BEGIN Provided material

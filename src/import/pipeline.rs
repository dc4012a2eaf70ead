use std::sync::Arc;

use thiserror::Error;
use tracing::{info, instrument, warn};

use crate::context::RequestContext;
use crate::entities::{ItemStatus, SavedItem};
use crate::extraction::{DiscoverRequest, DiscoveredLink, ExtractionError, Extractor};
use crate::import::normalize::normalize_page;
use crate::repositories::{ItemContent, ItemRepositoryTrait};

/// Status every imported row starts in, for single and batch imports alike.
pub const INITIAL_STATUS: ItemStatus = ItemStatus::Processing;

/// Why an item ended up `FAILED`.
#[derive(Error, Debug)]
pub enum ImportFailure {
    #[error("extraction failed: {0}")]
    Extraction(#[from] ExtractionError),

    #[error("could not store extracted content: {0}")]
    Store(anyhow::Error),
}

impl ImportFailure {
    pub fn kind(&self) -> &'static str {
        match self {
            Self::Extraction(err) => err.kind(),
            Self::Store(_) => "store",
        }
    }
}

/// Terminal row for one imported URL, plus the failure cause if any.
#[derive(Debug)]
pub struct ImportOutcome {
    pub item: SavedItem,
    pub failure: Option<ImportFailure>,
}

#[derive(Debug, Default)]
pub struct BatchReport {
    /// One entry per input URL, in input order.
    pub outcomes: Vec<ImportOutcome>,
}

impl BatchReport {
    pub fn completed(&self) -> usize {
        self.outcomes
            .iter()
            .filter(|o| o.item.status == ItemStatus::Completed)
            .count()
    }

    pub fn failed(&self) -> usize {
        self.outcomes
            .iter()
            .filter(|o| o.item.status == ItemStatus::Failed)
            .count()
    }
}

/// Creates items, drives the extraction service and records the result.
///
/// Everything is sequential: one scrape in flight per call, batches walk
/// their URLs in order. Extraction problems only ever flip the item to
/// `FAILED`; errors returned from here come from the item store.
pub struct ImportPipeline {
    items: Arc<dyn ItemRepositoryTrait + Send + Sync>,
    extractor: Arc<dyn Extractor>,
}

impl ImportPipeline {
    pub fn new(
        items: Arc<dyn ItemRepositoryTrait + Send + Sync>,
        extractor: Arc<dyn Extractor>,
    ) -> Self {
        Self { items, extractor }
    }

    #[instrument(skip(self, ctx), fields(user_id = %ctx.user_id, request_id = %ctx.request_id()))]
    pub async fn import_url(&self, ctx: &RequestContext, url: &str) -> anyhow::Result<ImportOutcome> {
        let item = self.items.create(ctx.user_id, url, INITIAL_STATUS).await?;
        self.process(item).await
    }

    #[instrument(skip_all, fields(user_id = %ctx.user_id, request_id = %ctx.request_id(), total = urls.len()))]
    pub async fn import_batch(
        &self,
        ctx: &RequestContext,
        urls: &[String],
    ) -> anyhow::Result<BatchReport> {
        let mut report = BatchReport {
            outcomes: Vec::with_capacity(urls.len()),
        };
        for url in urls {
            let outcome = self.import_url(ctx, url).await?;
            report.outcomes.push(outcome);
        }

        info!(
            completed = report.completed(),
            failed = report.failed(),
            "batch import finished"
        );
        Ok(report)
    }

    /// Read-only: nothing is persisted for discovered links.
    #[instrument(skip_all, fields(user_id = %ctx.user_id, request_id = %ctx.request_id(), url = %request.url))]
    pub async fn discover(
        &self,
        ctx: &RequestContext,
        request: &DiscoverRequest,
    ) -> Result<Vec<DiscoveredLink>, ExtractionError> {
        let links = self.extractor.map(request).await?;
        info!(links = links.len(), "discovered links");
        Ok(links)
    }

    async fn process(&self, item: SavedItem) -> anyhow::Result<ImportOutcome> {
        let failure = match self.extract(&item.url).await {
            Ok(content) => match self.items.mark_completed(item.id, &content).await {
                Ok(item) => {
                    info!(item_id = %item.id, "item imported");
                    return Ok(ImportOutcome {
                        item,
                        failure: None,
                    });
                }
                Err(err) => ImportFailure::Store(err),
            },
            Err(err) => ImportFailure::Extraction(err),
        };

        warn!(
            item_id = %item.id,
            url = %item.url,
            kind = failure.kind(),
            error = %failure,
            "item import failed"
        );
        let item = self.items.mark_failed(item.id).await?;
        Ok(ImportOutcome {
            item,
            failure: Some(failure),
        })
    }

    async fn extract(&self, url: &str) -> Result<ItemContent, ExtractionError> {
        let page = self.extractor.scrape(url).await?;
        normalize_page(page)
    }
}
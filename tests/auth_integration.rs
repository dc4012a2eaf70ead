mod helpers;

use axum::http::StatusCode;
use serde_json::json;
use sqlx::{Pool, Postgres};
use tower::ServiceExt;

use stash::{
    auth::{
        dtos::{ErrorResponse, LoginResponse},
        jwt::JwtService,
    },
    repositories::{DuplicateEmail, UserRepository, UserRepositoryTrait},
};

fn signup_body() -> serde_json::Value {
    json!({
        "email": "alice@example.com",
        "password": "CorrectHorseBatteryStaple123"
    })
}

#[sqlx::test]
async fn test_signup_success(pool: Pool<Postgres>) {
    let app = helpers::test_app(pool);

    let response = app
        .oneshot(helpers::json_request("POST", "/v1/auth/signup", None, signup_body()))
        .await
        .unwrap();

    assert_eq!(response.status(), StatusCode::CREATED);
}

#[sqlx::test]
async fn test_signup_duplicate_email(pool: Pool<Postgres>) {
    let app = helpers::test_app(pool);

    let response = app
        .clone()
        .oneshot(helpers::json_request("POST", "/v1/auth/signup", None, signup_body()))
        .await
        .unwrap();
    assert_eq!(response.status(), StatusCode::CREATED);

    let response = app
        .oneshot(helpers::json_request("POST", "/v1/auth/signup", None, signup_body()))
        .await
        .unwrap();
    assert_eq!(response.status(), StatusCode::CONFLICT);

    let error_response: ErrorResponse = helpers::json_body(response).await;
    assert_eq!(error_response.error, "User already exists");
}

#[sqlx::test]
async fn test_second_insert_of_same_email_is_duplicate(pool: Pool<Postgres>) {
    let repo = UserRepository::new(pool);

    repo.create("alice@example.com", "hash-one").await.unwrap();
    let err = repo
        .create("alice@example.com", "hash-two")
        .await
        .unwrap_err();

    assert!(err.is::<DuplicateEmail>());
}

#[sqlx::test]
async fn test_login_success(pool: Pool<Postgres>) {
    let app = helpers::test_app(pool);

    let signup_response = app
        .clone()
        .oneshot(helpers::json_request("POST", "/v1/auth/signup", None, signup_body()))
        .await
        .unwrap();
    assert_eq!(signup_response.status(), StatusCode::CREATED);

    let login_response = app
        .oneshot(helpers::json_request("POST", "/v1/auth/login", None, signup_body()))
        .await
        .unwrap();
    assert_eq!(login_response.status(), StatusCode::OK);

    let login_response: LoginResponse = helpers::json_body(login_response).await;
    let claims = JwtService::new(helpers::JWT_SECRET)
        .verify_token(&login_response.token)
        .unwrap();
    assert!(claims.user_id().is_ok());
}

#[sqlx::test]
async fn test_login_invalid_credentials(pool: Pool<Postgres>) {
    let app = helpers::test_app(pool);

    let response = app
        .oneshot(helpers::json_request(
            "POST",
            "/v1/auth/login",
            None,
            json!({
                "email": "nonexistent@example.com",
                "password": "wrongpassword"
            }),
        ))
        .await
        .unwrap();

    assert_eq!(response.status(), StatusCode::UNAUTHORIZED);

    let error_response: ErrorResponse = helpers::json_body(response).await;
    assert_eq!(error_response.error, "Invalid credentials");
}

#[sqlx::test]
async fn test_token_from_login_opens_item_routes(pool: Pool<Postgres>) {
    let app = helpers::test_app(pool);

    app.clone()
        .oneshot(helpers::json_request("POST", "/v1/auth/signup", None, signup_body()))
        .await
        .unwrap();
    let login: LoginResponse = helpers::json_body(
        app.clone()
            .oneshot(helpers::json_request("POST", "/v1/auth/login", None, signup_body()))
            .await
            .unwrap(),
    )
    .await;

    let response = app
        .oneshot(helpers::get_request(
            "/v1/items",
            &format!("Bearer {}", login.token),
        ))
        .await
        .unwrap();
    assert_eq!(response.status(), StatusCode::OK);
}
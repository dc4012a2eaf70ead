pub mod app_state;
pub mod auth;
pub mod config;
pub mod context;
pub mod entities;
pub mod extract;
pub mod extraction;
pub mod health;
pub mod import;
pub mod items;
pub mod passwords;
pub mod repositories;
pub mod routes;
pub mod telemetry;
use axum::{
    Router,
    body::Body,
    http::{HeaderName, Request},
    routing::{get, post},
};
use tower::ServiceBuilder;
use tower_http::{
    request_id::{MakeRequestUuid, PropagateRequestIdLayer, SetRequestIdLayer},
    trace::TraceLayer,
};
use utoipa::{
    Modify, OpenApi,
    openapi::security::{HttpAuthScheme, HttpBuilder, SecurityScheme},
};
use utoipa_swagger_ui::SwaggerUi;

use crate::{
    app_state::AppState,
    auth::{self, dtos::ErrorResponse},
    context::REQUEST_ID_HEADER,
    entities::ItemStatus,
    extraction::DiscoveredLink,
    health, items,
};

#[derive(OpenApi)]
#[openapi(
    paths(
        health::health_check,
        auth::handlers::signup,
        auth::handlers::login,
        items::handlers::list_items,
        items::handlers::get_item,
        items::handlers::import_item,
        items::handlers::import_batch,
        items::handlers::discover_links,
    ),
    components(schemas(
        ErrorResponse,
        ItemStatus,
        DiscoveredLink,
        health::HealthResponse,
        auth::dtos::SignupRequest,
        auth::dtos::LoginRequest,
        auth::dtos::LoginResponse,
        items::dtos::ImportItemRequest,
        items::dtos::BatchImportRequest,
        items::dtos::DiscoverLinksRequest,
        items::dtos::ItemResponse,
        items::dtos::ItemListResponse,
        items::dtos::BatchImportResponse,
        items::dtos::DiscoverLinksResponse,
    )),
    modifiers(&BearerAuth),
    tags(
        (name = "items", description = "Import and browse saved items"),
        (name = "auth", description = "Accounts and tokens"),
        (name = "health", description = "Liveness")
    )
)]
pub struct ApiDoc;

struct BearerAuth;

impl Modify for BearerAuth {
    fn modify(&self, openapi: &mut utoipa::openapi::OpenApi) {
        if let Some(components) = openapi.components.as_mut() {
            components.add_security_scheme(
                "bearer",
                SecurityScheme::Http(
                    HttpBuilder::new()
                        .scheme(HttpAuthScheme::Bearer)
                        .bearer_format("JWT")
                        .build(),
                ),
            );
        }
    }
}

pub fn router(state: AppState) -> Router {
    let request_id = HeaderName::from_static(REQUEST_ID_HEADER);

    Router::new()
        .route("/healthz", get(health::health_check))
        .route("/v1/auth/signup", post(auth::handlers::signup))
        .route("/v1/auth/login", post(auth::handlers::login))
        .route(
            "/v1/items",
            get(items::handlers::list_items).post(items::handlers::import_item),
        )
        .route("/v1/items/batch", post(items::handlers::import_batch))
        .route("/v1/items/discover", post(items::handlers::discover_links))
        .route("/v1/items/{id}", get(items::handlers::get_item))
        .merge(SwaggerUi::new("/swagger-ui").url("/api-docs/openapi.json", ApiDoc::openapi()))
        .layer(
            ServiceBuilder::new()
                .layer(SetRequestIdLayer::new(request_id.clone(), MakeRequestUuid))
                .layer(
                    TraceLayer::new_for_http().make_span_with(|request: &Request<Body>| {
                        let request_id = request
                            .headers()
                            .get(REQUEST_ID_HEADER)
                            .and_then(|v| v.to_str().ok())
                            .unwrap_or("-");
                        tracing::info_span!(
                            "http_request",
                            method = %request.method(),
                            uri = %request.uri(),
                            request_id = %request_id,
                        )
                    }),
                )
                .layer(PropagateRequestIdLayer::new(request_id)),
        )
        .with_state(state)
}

END Provided material

## Your assignment
Copy every line in the data above that has the string "warn" in it.

## Reply to the task
use tracing::{info, instrument, warn};
        warn!(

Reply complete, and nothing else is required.